//! Domain Value Objects
//!
//! Immutable value types that represent domain concepts.

mod config_profile;
mod directive_type;
mod layer_type;
mod path_result;
mod type_error;
mod type_pattern;

pub use config_profile::ConfigProfile;
pub use directive_type::DirectiveType;
pub use layer_type::{LayerType, STANDARD_LAYERS};
pub use path_result::{PathKind, PathResult};
pub use type_error::{ParamKind, TypeCreationError};
pub use type_pattern::TypePattern;
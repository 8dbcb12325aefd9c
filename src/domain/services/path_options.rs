//! Option bundle and parameter bundle consumed by the path resolvers

use std::collections::BTreeMap;

use serde::{Deserialize, Serialize};

use crate::domain::entities::TwoParams;
use crate::domain::value_objects::{DirectiveType, LayerType};

/// CLI options that influence path resolution.
///
/// `custom_variables` is carried for the template renderer and never read here.
#[derive(Debug, Clone, Default, PartialEq, Eq, Serialize, Deserialize)]
pub struct PathOptions {
    #[serde(default, skip_serializing_if = "Option::is_none")]
    pub from_file: Option<String>,

    #[serde(default, skip_serializing_if = "Option::is_none")]
    pub destination_file: Option<String>,

    /// Alias of `destination_file`; loses when both are set
    #[serde(default, skip_serializing_if = "Option::is_none")]
    pub output: Option<String>,

    #[serde(default, skip_serializing_if = "Option::is_none")]
    pub adaptation: Option<String>,

    #[serde(default, skip_serializing_if = "Option::is_none")]
    pub from_layer_type: Option<String>,

    #[serde(default, skip_serializing_if = "BTreeMap::is_empty")]
    pub custom_variables: BTreeMap<String, String>,
}

impl PathOptions {
    pub fn new() -> Self {
        Self::default()
    }

    pub fn with_from_file(mut self, from_file: impl Into<String>) -> Self {
        self.from_file = Some(from_file.into());
        self
    }

    pub fn with_destination_file(mut self, destination: impl Into<String>) -> Self {
        self.destination_file = Some(destination.into());
        self
    }

    pub fn with_output(mut self, output: impl Into<String>) -> Self {
        self.output = Some(output.into());
        self
    }

    pub fn with_adaptation(mut self, adaptation: impl Into<String>) -> Self {
        self.adaptation = Some(adaptation.into());
        self
    }

    pub fn with_from_layer_type(mut self, from_layer_type: impl Into<String>) -> Self {
        self.from_layer_type = Some(from_layer_type.into());
        self
    }

    pub fn with_custom_variable(mut self, key: impl Into<String>, value: impl Into<String>) -> Self {
        self.custom_variables.insert(key.into(), value.into());
        self
    }

    /// `destination_file`, falling back to `output`
    pub fn destination(&self) -> Option<&str> {
        self.destination_file
            .as_deref()
            .or(self.output.as_deref())
    }
}

/// Validated directive and layer plus the options for one resolution
#[derive(Debug, Clone, Copy)]
pub struct PathParams<'a> {
    pub directive: &'a DirectiveType,
    pub layer: &'a LayerType,
    pub options: &'a PathOptions,
}

impl<'a> PathParams<'a> {
    pub fn new(params: &'a TwoParams, options: &'a PathOptions) -> Self {
        Self {
            directive: params.directive(),
            layer: params.layer(),
            options,
        }
    }

    pub fn from_types(
        directive: &'a DirectiveType,
        layer: &'a LayerType,
        options: &'a PathOptions,
    ) -> Self {
        Self {
            directive,
            layer,
            options,
        }
    }
}

#[cfg(test)]
mod tests {
    use super::*;

    #[test]
    fn destination_file_takes_precedence() {
        let options = PathOptions::new()
            .with_output("b.md")
            .with_destination_file("a.md");
        assert_eq!(options.destination(), Some("a.md"));
    }

    #[test]
    fn output_is_alias() {
        let options = PathOptions::new().with_output("b.md");
        assert_eq!(options.destination(), Some("b.md"));
        assert_eq!(PathOptions::new().destination(), None);
    }

    #[test]
    fn custom_variables_are_passthrough() {
        let options = PathOptions::new().with_custom_variable("author", "kim");
        assert_eq!(options.custom_variables.get("author").unwrap(), "kim");
        let json = serde_json::to_value(&options).unwrap();
        assert_eq!(json["custom_variables"]["author"], "kim");
    }
}
//! Shared plumbing for the path resolvers
//!
//! Separator normalization, character checks and base-dir anchoring. The
//! resolvers use these helpers but never call each other.

use std::path::{Component, Path, PathBuf, MAIN_SEPARATOR_STR};

use crate::domain::ports::FileSystem;

/// Characters that never appear in a well-formed path argument
pub const DISALLOWED_PATH_CHARS: [char; 7] = ['\0', '<', '>', '|', '?', '*', '"'];

#[derive(Debug, Clone, PartialEq, Eq, thiserror::Error)]
pub enum PathResolutionError {
    /// The path argument is structurally invalid
    #[error("invalid path '{path}': {reason}")]
    InvalidPath { path: String, reason: String },

    /// The current working directory could not be determined
    #[error("working directory unavailable: {message}")]
    WorkingDirectoryUnavailable { message: String },
}

impl PathResolutionError {
    pub(crate) fn invalid(path: &str, reason: impl Into<String>) -> Self {
        PathResolutionError::InvalidPath {
            path: path.to_string(),
            reason: reason.into(),
        }
    }
}

/// Replace Windows-style backslashes with the platform separator
pub fn normalize_separators(raw: &str) -> String {
    raw.replace('\\', MAIN_SEPARATOR_STR)
}

/// Returns true if the string contains a directory separator of either style
pub fn has_separator(raw: &str) -> bool {
    raw.contains('/') || raw.contains('\\')
}

/// Reject disallowed characters
pub fn check_path_chars(raw: &str) -> Result<(), PathResolutionError> {
    match raw.chars().find(|c| DISALLOWED_PATH_CHARS.contains(c)) {
        Some(c) => Err(PathResolutionError::invalid(
            raw,
            format!("contains disallowed character {c:?}"),
        )),
        None => Ok(()),
    }
}

/// Validate a value that becomes part of a file name (`adaptation`, `fromLayerType`).
///
/// Returns `None` for absent or blank values.
pub fn check_name_segment<'a>(
    option: &str,
    value: Option<&'a str>,
) -> Result<Option<&'a str>, PathResolutionError> {
    let Some(value) = value.map(str::trim).filter(|v| !v.is_empty()) else {
        return Ok(None);
    };

    check_path_chars(value)?;
    if has_separator(value) || value.contains("..") {
        return Err(PathResolutionError::invalid(
            value,
            format!("{option} must be a plain name without separators or '..'"),
        ));
    }

    Ok(Some(value))
}

pub(crate) fn current_dir<F: FileSystem>(fs: &F) -> Result<PathBuf, PathResolutionError> {
    fs.current_dir()
        .map_err(|e| PathResolutionError::WorkingDirectoryUnavailable {
            message: e.to_string(),
        })
}

/// Expand a leading `~` to the home directory
pub fn expand_home(path: &Path) -> PathBuf {
    let mut components = path.components();
    match components.next() {
        Some(Component::Normal(first)) if first == "~" => match dirs::home_dir() {
            Some(home) => home.join(components.as_path()),
            None => path.to_path_buf(),
        },
        _ => path.to_path_buf(),
    }
}

/// Anchor a configured base dir: `~` is expanded, relative dirs join `cwd`.
pub fn resolve_base_dir(raw: &str, cwd: &Path) -> PathBuf {
    let expanded = expand_home(Path::new(&normalize_separators(raw.trim())));
    if expanded.is_absolute() {
        expanded
    } else {
        cwd.join(expanded)
    }
}

#[cfg(test)]
mod tests {
    use super::*;

    #[test]
    fn normalizes_backslashes() {
        let normalized = normalize_separators(r"docs\input\file.md");
        assert_eq!(
            normalized,
            ["docs", "input", "file.md"].join(MAIN_SEPARATOR_STR)
        );
    }

    #[test]
    fn rejects_disallowed_chars() {
        assert!(check_path_chars("out.md").is_ok());
        assert!(matches!(
            check_path_chars("out|tee.md"),
            Err(PathResolutionError::InvalidPath { .. })
        ));
        assert!(check_path_chars("a\0b").is_err());
    }

    #[test]
    fn name_segment_blank_is_none() {
        assert_eq!(check_name_segment("adaptation", None).unwrap(), None);
        assert_eq!(check_name_segment("adaptation", Some("  ")).unwrap(), None);
        assert_eq!(
            check_name_segment("adaptation", Some("strict")).unwrap(),
            Some("strict")
        );
    }

    #[test]
    fn name_segment_rejects_traversal() {
        assert!(check_name_segment("adaptation", Some("../x")).is_err());
        assert!(check_name_segment("fromLayerType", Some("a/b")).is_err());
        assert!(check_name_segment("fromLayerType", Some(r"a\b")).is_err());
    }

    #[test]
    fn base_dir_relative_joins_cwd() {
        let cwd = Path::new("/work");
        assert_eq!(
            resolve_base_dir("prompts", cwd),
            Path::new("/work").join("prompts")
        );
    }

    #[cfg(unix)]
    #[test]
    fn base_dir_absolute_is_kept() {
        assert_eq!(
            resolve_base_dir("/tmp/x", Path::new("/work")),
            Path::new("/tmp/x")
        );
    }

    #[test]
    fn expand_home_leaves_other_paths() {
        let path = Path::new("prompts/~/x");
        assert_eq!(expand_home(path), path);
    }

    #[test]
    fn expand_home_expands_tilde() {
        let expanded = expand_home(Path::new("~/prompts"));
        if dirs::home_dir().is_some() {
            assert!(!expanded.to_string_lossy().starts_with('~'));
        }
    }
}
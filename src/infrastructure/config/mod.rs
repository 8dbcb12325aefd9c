//! Configuration-backed adapters

mod pattern_provider;

pub use pattern_provider::{
    ConfigPatternProvider, DefaultPatternProvider, DEFAULT_DIRECTIVE_PATTERN,
    DEFAULT_LAYER_PATTERN,
};
//! Application Layer
//!
//! Use cases that orchestrate domain services and infrastructure.

pub mod resolve;

pub use resolve::{ResolveOutcome, ResolvePathsUseCase, ResolveRequest, ResolvedPaths};
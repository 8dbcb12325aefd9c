//! Directive value object - the first positional token (`to`, `summary`, `defect`, ...)

use std::fmt;

use serde::{Serialize, Serializer};

use super::type_error::check_token;
use super::{ConfigProfile, ParamKind, TypeCreationError, TypePattern};

/// A directive token validated against the active profile's pattern.
///
/// Created only through `TypeFactory`. The profile is kept for traceability;
/// the pattern lets the aggregate re-validate without a provider at hand.
#[derive(Debug, Clone)]
pub struct DirectiveType {
    value: String,
    profile: ConfigProfile,
    pattern: TypePattern,
}

impl DirectiveType {
    pub(crate) fn create(
        value: &str,
        pattern: &TypePattern,
        profile: &ConfigProfile,
    ) -> Result<Self, TypeCreationError> {
        check_token(ParamKind::Directive, value, pattern)?;
        Ok(Self {
            value: value.to_string(),
            profile: profile.clone(),
            pattern: pattern.clone(),
        })
    }

    pub fn value(&self) -> &str {
        &self.value
    }

    /// Profile this directive was validated under
    pub fn profile(&self) -> &ConfigProfile {
        &self.profile
    }

    /// Pattern this directive was validated against
    pub fn pattern(&self) -> &TypePattern {
        &self.pattern
    }

    /// Re-run the smart-constructor checks against the stored pattern
    pub fn revalidate(&self) -> Result<(), TypeCreationError> {
        check_token(ParamKind::Directive, &self.value, &self.pattern)
    }
}

impl PartialEq for DirectiveType {
    fn eq(&self, other: &Self) -> bool {
        self.value == other.value && self.profile == other.profile
    }
}

impl Eq for DirectiveType {}

impl fmt::Display for DirectiveType {
    fn fmt(&self, f: &mut fmt::Formatter<'_>) -> fmt::Result {
        f.write_str(&self.value)
    }
}

impl AsRef<str> for DirectiveType {
    fn as_ref(&self) -> &str {
        &self.value
    }
}

impl Serialize for DirectiveType {
    fn serialize<S: Serializer>(&self, serializer: S) -> Result<S::Ok, S::Error> {
        serializer.serialize_str(&self.value)
    }
}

» **What the exercise asks**
Return, from the data, each line where the string "docs" occurs.

» **Result of this task**
        let normalized = normalize_separators(r"docs\input\file.md");
            ["docs", "input", "file.md"].join(MAIN_SEPARATOR_STR)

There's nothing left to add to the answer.